**Assignment:** Check every line of the data for the word "mods", and copy those that have it.

====================

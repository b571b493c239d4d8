//! The prompt bar: a one-line sub-view over a private buffer, with optional
//! autocompletion and apply/cancel callbacks.

use super::Overlay;
use crate::command::translate_view_key;
use crate::editops::exec;
use crate::editor::Editor;
use core_events::{KeyCode, KeyEvent};
use core_render::{AcProvider, Attrs, Color, Rect, View};
use core_state::{Buffer, SharedBuffer};
use std::cell::RefCell;
use std::rc::Rc;

type ApplyFn = Box<dyn FnOnce(&mut Editor, Vec<u8>) -> Option<Overlay>>;
type CancelFn = Box<dyn FnOnce(&mut Editor)>;
type KeyFilterFn = Box<dyn FnMut(&mut Editor, &KeyEvent) -> bool>;
type PostKeyFn = Box<dyn FnMut(&mut Editor, &SharedBuffer)>;

#[derive(Default)]
pub struct LineEditParams {
    pub prompt: String,
    pub initial_content: String,
    pub on_apply: Option<ApplyFn>,
    pub on_cancel: Option<CancelFn>,
    /// Gets the key before anything else; returning true consumes it.
    pub key_filter: Option<KeyFilterFn>,
    /// Runs after every handled key with the prompt buffer.
    pub post_key_hook: Option<PostKeyFn>,
    pub ac_provider: Option<Rc<dyn AcProvider>>,
    pub init_autocompl: bool,
}

pub enum LineEditOutcome {
    /// The prompt stays up.
    Pending,
    /// Applied (or dismissed); carries the follow-up overlay, if any.
    Done(Option<Overlay>),
}

pub struct LineEditMode {
    pub linebuf: SharedBuffer,
    pub lineview: View,
    prompt: String,
    prompt_w: usize,
    on_apply: Option<ApplyFn>,
    on_cancel: Option<CancelFn>,
    key_filter: Option<KeyFilterFn>,
    post_key_hook: Option<PostKeyFn>,
}

impl LineEditMode {
    pub fn new(ed: &Editor, params: LineEditParams) -> LineEditMode {
        let linebuf: SharedBuffer = Rc::new(RefCell::new(Buffer::from_bytes(
            params.initial_content.as_bytes(),
        )));
        let mut lineview = View::new(ed.ctx.clone(), linebuf.clone());
        lineview.oneline = true;
        lineview.ac_provider = params.ac_provider;
        let prompt_w = params.prompt.chars().count();
        let w = ed.uibuf.width().saturating_sub(prompt_w + 1).max(1);
        lineview.resize(w, 1);
        let mut m = LineEditMode {
            linebuf,
            lineview,
            prompt: params.prompt,
            prompt_w,
            on_apply: params.on_apply,
            on_cancel: params.on_cancel,
            key_filter: params.key_filter,
            post_key_hook: params.post_key_hook,
        };
        exec(&mut m.lineview, crate::command::Command::MoveCursorEndOfLine);
        if params.init_autocompl {
            exec(&mut m.lineview, crate::command::Command::AutocomplInit);
        }
        m
    }

    pub fn set_prompt(&mut self, prompt: impl Into<String>) {
        self.prompt = prompt.into();
        self.prompt_w = self.prompt.chars().count();
    }

    pub fn contents(&self) -> Vec<u8> {
        self.linebuf.borrow().contents()
    }

    fn view_key(&mut self, ev: &KeyEvent) {
        let ac_active = self.lineview.ac.is_some();
        if let Some(cmd) = translate_view_key(ev, ac_active) {
            exec(&mut self.lineview, cmd);
        }
    }

    /// Shared key handling for the plain prompt and the overlays stacked on
    /// top of it (isearch).
    pub fn handle_key(&mut self, ed: &mut Editor, ev: &KeyEvent) -> LineEditOutcome {
        if let Some(filter) = self.key_filter.as_mut() {
            if filter(ed, ev) {
                return LineEditOutcome::Pending;
            }
        }
        let enter = matches!(ev.code, KeyCode::Enter) && ev.mods.is_empty() || ev.is_ctrl('j');
        if enter {
            if self.lineview.ac.is_some() {
                // Enter commits the completion instead of applying
                self.view_key(ev);
                return LineEditOutcome::Pending;
            }
            let contents = self.contents();
            let apply = self.on_apply.take();
            let next = apply.and_then(|f| f(ed, contents));
            self.run_cancel(ed);
            return LineEditOutcome::Done(next);
        }
        match ev.code {
            KeyCode::Tab if ev.mods.is_empty() => {
                exec(&mut self.lineview, crate::command::Command::AutocomplInit);
            }
            KeyCode::Up if ev.mods.is_empty() => {
                exec(&mut self.lineview, crate::command::Command::AutocomplMoveCursorUp);
            }
            KeyCode::Down if ev.mods.is_empty() => {
                exec(&mut self.lineview, crate::command::Command::AutocomplMoveCursorDown);
            }
            _ => self.view_key(ev),
        }
        if let Some(hook) = self.post_key_hook.as_mut() {
            hook(ed, &self.linebuf);
        }
        LineEditOutcome::Pending
    }

    pub fn on_key(mut self, ed: &mut Editor, ev: &KeyEvent) -> Option<Overlay> {
        match self.handle_key(ed, ev) {
            LineEditOutcome::Pending => Some(Overlay::LineEdit(self)),
            LineEditOutcome::Done(next) => next,
        }
    }

    fn run_cancel(&mut self, ed: &mut Editor) {
        if let Some(cancel) = self.on_cancel.take() {
            cancel(ed);
        }
    }

    pub fn exit(mut self, ed: &mut Editor) {
        self.run_cancel(ed);
    }

    pub fn on_resize(&mut self, _ed: &mut Editor, w: usize, h: usize) {
        let lw = w.saturating_sub(self.prompt_w + 1);
        if lw < 1 || h < 1 {
            return;
        }
        self.lineview.resize(lw, 1);
    }

    pub fn draw(&mut self, ed: &mut Editor) {
        let h = ed.uibuf.height();
        let w = ed.uibuf.width();
        if h == 0 {
            return;
        }
        let y = h as isize - 1;

        // prompt label
        let prompt_r = Rect::new(0, y, self.prompt_w + 1, 1);
        ed.uibuf.fill(prompt_r, core_render::Cell::blank());
        ed.uibuf.draw_label(
            prompt_r,
            Color::Cyan,
            Color::Default,
            Attrs::empty(),
            self.prompt.as_bytes(),
        );

        // the one-line view
        self.lineview.draw();
        let line_r = Rect::new(
            self.prompt_w as isize + 1,
            y,
            w.saturating_sub(self.prompt_w + 1),
            1,
        );
        ed.uibuf.blit(line_r, &self.lineview.uibuf);

        // completion popup anchored at the session origin
        if self.lineview.ac.is_some() {
            let origin = self.lineview.ac.as_ref().unwrap().origin();
            let (cx, cy) = self.lineview.cursor_position_for(origin);
            if let Some(ac) = self.lineview.ac.as_mut() {
                ac.draw_onto(&mut ed.uibuf, line_r.x + cx, line_r.y + cy);
            }
        }
    }

    pub fn cursor_position(&self, ed: &Editor) -> (usize, usize) {
        let (lx, ly) = self.lineview.cursor_position();
        let x = self.prompt_w + 1 + lx;
        let y = ed.uibuf.height().saturating_sub(1) + ly;
        (x, y)
    }
}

====================

**Answer space:**
        let enter = matches!(ev.code, KeyCode::Enter) && ev.mods.is_empty() || ev.is_ctrl('j');
            KeyCode::Tab if ev.mods.is_empty() => {
            KeyCode::Up if ev.mods.is_empty() => {
            KeyCode::Down if ev.mods.is_empty() => {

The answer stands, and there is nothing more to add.